The man in question, the scrub, the busta in question, seems to prioritize his work life, his creative life over the foundations of their bond. I will point out, though, I have to interrupt you and say, I will point out that not only musicians have done this in relationships. I mean, a song that jumped out at me is Waiting for a Boy, which honestly could be about...
many different kinds of relationships with men I've had in my life, you know, where I love the punchline in that song because it's not just waiting for a boy like Joni Mitchell says, you know, in Car on a Hill, I'm waiting for my sugar to show. It's not that. It's waiting for a boy to love me, you know, to love me more.
To give me something more. To freaking do the dishes.
♪ To let the rocks out throw at your window ♪ ♪ Crash into the room where you're sleeping sound ♪ ♪ Been awake all night waiting for a boy ♪ ♪ Little more ♪ ♪ I made you dinner ♪ ♪ It's going cold ♪ ♪ Music ♪
There is this very memorable image. I made you dinner. It's going cold. I'm bored by your music that echoes down the hall. The fascinating axis here is that I think by the end of this record, it's going to be
you do get the sense that the narrator of these songs is a little bit aware of their role in this mess that they've found themselves in because this is a relationship that has to have started at least a little bit because of a certain fascination with this, you know, creative, you know, sparkly person falling in love with the idea of a person and finding you don't actually have anything to build on there. So,
Side note, the twin sisters who are this group, Say Lulu, are Anna Miranda and Elektra June Kilby Janssen. And they are the daughters of Steve Kilby, who's the lead singer from the Australian band The Church, and Karen Janssen, who was in a Swedish new wave band called Pink Champagne. So
I don't know. These girls grew up with musician parents. But the fact that they have Swedish parentage, like, once I heard that, I was like, yes, that makes an awful lot of sense. Because very often here, these are the kind of pop lyrics that I've grown accustomed to hearing Swedes come up with. Grab a plate, you're a casual, maybe
They're just a little uncanny. They're just a couple of degrees off from the phrasing that would occur to a native speaker of American English. I spent some time in Sweden when Eric, my husband, had a Fulbright there last year. Oh, that's right. Yeah. And he's writing a lot about Swedish pop right now. But one thing he writes about is exactly what you're talking about.

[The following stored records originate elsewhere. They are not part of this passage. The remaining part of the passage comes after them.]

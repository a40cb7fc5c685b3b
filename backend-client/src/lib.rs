mod admin;
mod auth;
mod client;
mod error;
mod events;
mod geo;
mod listing;
mod marketplace;
pub mod types;

pub use client::ApiResponse;
pub use client::Client;
pub use client::ClientOptions;
pub use client::DEFAULT_BASE_URL;
pub use client::RenewalPolicy;
pub use client::RequestOptions;
pub use error::ApiError;
pub use error::ErrorKind;
pub use error::Result;
pub use events::AuthEvent;
pub use geo::DEFAULT_GEOCODER_URL;
pub use geo::Geocoder;
pub use geo::MapTarget;
pub use geo::Place;
pub use listing::AddressFilter;
pub use listing::ListingFilter;
pub use listing::SortField;
pub use listing::SortOrder;
pub use listing::normalize_address;
pub use marketplace::ChatItem;
pub use marketplace::ChatReply;
pub use marketplace::upsert_review;

pub use estate_login::Role;
pub use estate_login::SessionStore;
pub use reqwest::Method;
pub use reqwest::StatusCode;
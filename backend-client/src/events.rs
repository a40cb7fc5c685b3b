use estate_login::Role;

/// Session lifecycle notifications broadcast by [`crate::Client`].
///
/// The access layer never navigates or prompts on its own; a front-end
/// subscribes and decides what `SessionExpired` means for it.
#[derive(Debug, Clone, PartialEq, Eq)]
pub enum AuthEvent {
    LoggedIn { role: Option<Role> },
    Renewed,
    /// Renewal failed and the local session was cleared.
    SessionExpired,
    LoggedOut,
}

how ABBA in particular, you know, they were very insistent on singing in English, but their English has this kind of slippage that makes it at once slightly off, slightly alien, and also completely universal. It plays better because it is the slightly off English of non-English speakers everywhere. The one story I can offer, like from my own experience, is that when I did a summer abroad in Paris,
an immersive French language program and one night found myself attempting to flirt in French, I discovered that I was much more direct and much more confident because I didn't know how to be indirect, right? There's this thing that happens when you have to pass through the filter of a second language that suddenly, you know, it weirdly winds up being super effective. Watching the computer
what is more appropriate for an album about a complicated breakup than like miscommunication. It's perfect. But,
By the end of this record, I really still get the sense of these sort of microfibers that still attach people in the space of post-breakup clarity. People who know that they cannot and should not be together still have this sort of strange intimacy that exists on a certain frequency that you can kind of wander in and out of.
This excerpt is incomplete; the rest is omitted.